• **Work request**
Within the data below, find the string "type" and return each line where it occurs.

• **Record excerpts**
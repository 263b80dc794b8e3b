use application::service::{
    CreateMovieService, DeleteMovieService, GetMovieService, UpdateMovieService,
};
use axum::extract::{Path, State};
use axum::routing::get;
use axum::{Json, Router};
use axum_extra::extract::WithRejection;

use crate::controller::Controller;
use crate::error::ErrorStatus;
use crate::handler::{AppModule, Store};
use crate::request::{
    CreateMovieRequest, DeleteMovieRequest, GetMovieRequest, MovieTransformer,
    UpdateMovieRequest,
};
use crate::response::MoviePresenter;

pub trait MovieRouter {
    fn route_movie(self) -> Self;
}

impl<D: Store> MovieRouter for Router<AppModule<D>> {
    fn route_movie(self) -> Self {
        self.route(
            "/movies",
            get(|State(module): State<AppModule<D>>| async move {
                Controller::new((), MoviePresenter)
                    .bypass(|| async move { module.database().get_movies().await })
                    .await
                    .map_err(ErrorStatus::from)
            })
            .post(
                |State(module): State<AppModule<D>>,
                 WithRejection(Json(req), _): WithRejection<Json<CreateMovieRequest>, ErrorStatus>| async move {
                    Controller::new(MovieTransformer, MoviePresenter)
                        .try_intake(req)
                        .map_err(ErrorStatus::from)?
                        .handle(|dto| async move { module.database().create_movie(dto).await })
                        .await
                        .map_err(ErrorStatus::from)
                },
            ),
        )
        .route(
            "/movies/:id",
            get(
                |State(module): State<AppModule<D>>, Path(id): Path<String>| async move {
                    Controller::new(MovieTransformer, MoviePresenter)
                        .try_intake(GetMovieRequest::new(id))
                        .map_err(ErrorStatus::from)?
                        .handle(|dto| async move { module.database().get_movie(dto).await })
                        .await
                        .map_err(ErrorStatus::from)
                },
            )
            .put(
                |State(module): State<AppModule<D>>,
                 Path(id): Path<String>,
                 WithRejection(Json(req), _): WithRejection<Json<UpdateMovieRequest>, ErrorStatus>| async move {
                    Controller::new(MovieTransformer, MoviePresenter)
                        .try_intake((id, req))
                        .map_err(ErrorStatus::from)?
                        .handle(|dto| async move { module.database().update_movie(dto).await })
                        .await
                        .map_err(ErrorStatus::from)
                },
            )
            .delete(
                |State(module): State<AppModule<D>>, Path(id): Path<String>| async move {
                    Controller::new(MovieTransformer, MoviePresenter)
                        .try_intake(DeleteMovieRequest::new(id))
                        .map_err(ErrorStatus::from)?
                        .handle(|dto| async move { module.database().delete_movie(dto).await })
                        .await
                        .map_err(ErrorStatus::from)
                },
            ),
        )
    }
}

* * *

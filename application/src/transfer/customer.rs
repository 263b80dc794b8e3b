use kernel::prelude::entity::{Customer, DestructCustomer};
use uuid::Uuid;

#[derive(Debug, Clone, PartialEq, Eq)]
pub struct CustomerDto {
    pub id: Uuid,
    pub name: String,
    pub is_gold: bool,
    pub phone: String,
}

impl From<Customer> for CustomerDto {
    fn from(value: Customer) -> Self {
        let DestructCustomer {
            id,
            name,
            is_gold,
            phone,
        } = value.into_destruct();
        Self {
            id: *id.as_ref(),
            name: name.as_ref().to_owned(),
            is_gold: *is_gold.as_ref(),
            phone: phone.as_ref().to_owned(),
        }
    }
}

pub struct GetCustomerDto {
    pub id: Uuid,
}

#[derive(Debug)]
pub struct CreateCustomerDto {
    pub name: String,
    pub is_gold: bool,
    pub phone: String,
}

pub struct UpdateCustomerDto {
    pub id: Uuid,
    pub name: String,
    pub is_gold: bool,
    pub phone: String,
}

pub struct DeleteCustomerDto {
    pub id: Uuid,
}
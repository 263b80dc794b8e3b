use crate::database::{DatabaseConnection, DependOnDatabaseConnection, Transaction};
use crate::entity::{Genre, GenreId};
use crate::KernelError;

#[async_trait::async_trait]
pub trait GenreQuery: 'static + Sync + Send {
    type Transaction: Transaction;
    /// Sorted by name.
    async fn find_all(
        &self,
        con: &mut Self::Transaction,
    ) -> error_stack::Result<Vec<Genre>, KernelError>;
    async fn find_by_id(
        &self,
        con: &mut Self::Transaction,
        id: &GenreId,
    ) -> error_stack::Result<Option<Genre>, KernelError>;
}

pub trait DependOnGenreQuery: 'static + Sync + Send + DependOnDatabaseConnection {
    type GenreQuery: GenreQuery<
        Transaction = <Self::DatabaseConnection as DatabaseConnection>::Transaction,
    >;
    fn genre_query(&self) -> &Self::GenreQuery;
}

• **Task response**
    type Transaction: Transaction;
    type GenreQuery: GenreQuery<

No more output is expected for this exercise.